The formation of the high-affinity (Km equal to 0.2 muM) L-glutamine transport system of Escherichia coli strain 7 (Lin) appears to be subject to the same major control as the glutamine synthetase (EC 6.3.1.2) of this gram-negative organism. Culture of cells under nitrogen-limited conditions provides maximum derepression of both the glutamine synthetase and the glutamine transport system. Nutritional conditions providing a rich supply of ammonium salts or available sources of nitrogen, i.e., conditions which repress the formation of glutamine synthetase, provide three- and 20-fold repression, respectively, of the glutamine transport system.
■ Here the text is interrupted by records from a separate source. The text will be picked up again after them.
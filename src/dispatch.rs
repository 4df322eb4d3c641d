//! Event dispatch onto the presentation context
//!
//! The engine never calls into presentation code directly. It hands every
//! event to an [`EventSink`], and the default sink ([`ChannelSink`]) only
//! pushes a [`PresentationMessage`] onto an unbounded crossbeam channel. The
//! single presentation thread owns the matching [`PresentationReceiver`] and
//! applies messages in order, either by draining them itself or by pumping
//! them into a [`Presentation`] implementor.
//!
//! Playback dispatches carry a progress index so a scrubber can follow the
//! cursor; live dispatches do not.

use std::collections::BTreeMap;
use std::time::Duration;

use crossbeam_channel::{unbounded, Receiver, RecvTimeoutError, Sender};

use crate::types::TelemetryEvent;

/// Where a dispatched event came from
#[derive(Debug, Clone, Copy, PartialEq, Eq)]
pub enum DispatchOrigin {
    /// Forwarded straight from ingestion
    Live,
    /// Replayed from the active session
    Playback,
}

/// Messages delivered to the presentation context
#[derive(Debug, Clone, PartialEq)]
pub enum PresentationMessage {
    /// An event to apply
    Event {
        payload: TelemetryEvent,
        origin: DispatchOrigin,
    },
    /// Playback cursor moved to this index
    Progress(usize),
    /// Playback ran to the end or was stopped
    PlaybackFinished,
}

/// Core-side hook for delivering events.
///
/// Implementations are invoked while the controller lock is held, so they
/// must return quickly and must not call back into the controller.
pub trait EventSink: Send + Sync {
    /// Deliver one event
    fn dispatch(&self, payload: &TelemetryEvent, origin: DispatchOrigin);

    /// Report the playback cursor after a playback dispatch
    fn progress(&self, index: usize);

    /// Playback has ended
    fn playback_finished(&self);
}

/// [`EventSink`] that marshals everything onto a channel
#[derive(Debug, Clone)]
pub struct ChannelSink {
    tx: Sender<PresentationMessage>,
}

impl EventSink for ChannelSink {
    fn dispatch(&self, payload: &TelemetryEvent, origin: DispatchOrigin) {
        let _ = self.tx.send(PresentationMessage::Event {
            payload: payload.clone(),
            origin,
        });
    }

    fn progress(&self, index: usize) {
        let _ = self.tx.send(PresentationMessage::Progress(index));
    }

    fn playback_finished(&self) {
        let _ = self.tx.send(PresentationMessage::PlaybackFinished);
    }
}

/// Create a connected sink/receiver pair
pub fn presentation_channel() -> (ChannelSink, PresentationReceiver) {
    let (tx, rx) = unbounded();
    (ChannelSink { tx }, PresentationReceiver { rx })
}

/// Presentation-side end of the dispatch channel
#[derive(Debug)]
pub struct PresentationReceiver {
    rx: Receiver<PresentationMessage>,
}

impl PresentationReceiver {
    /// Drain all pending messages.
    pub fn drain(&self) -> Vec<PresentationMessage> {
        let mut msgs = Vec::new();
        while let Ok(msg) = self.rx.try_recv() {
            msgs.push(msg);
        }
        msgs
    }

    /// Try to receive a single message without blocking.
    pub fn try_recv(&self) -> Option<PresentationMessage> {
        self.rx.try_recv().ok()
    }

    /// Block for up to `timeout` waiting for the next message.
    ///
    /// Returns `None` on timeout or once every sink has been dropped.
    pub fn recv_timeout(&self, timeout: Duration) -> Option<PresentationMessage> {
        match self.rx.recv_timeout(timeout) {
            Ok(msg) => Some(msg),
            Err(RecvTimeoutError::Timeout) | Err(RecvTimeoutError::Disconnected) => None,
        }
    }

    /// Apply every pending message to `presentation`, returning how many were applied.
    pub fn pump(&self, presentation: &mut impl Presentation) -> usize {
        let mut applied = 0;
        while let Ok(msg) = self.rx.try_recv() {
            presentation.apply(msg);
            applied += 1;
        }
        applied
    }
}

/// Consumer of dispatched messages on the presentation thread
pub trait Presentation {
    fn on_event(&mut self, payload: TelemetryEvent, origin: DispatchOrigin);

    fn on_progress(&mut self, _index: usize) {}

    fn on_playback_finished(&mut self) {}

    fn apply(&mut self, msg: PresentationMessage) {
        match msg {
            PresentationMessage::Event { payload, origin } => self.on_event(payload, origin),
            PresentationMessage::Progress(index) => self.on_progress(index),
            PresentationMessage::PlaybackFinished => self.on_playback_finished(),
        }
    }
}

/// A named line as last reported
#[derive(Debug, Clone, PartialEq)]
pub struct NamedLine {
    pub x1: f64,
    pub y1: f64,
    pub x2: f64,
    pub y2: f64,
    pub style: i32,
}

/// Circle annotation pinned to the pose it arrived at
#[derive(Debug, Clone, Copy, PartialEq)]
pub struct PinnedCircle {
    pub x: f64,
    pub y: f64,
    pub radius: f64,
    pub heading: f64,
}

/// Headless field model built from dispatched events.
///
/// Applies the upsert rules for lines and key/values and remembers the
/// latest pose and text. Nothing is drawn.
#[derive(Debug, Clone, Default)]
pub struct FieldState {
    /// Latest pose as (x, y, heading)
    pub pose: Option<(f64, f64, f64)>,
    /// Poses the robot has left behind
    pub trail: Vec<(f64, f64)>,
    pub circles: Vec<PinnedCircle>,
    pub lines: BTreeMap<String, NamedLine>,
    pub text: Option<String>,
    pub table: BTreeMap<String, String>,
    /// Last progress index reported by playback
    pub progress: Option<usize>,
    pub finished_count: usize,
    pub events_applied: usize,
}

impl FieldState {
    pub fn new() -> Self {
        Self::default()
    }

    /// Forget everything, as when returning to live view
    pub fn clear(&mut self) {
        *self = Self::default();
    }
}

impl Presentation for FieldState {
    fn on_event(&mut self, payload: TelemetryEvent, _origin: DispatchOrigin) {
        self.events_applied += 1;
        match payload {
            TelemetryEvent::Position { x, y, heading } => {
                if let Some((px, py, _)) = self.pose {
                    self.trail.push((px, py));
                }
                self.pose = Some((x, y, heading));
            }
            TelemetryEvent::Circle { radius, heading } => {
                let (x, y, _) = self.pose.unwrap_or((0.0, 0.0, 0.0));
                self.circles.push(PinnedCircle {
                    x,
                    y,
                    radius,
                    heading,
                });
            }
            TelemetryEvent::Line {
                name,
                x1,
                y1,
                x2,
                y2,
                style,
            } => {
                self.lines.insert(
                    name,
                    NamedLine {
                        x1,
                        y1,
                        x2,
                        y2,
                        style,
                    },
                );
            }
            TelemetryEvent::Text { text } => self.text = Some(text),
            TelemetryEvent::KeyValue { key, value } => {
                self.table.insert(key, value);
            }
        }
    }

    fn on_progress(&mut self, index: usize) {
        self.progress = Some(index);
    }

    fn on_playback_finished(&mut self) {
        self.finished_count += 1;
    }
}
Culture of cells with glutamine supplements of 2 mM does not increase the repression of high-affinity glutamine transport system beyond the level observed in the absence of glutamine. A second kinetically distinct low-affinity component of glutamine. A second kinetically distinct low-affinity component of glutamine uptake is observed in cells cultured with a glutamine-depleted nutrient broth. This second component is associated with the appearance of glutaminase A (EC 3.5.1.2) and asparaginase I (EC 3.5.1.1), a periplasmic enzyme. Parallel changes were observed in the levels of the high-affinity glutamine transport system and the glutamine synthetase when cells were cultured with the carbon sources: glucose, glycerol, or succinate.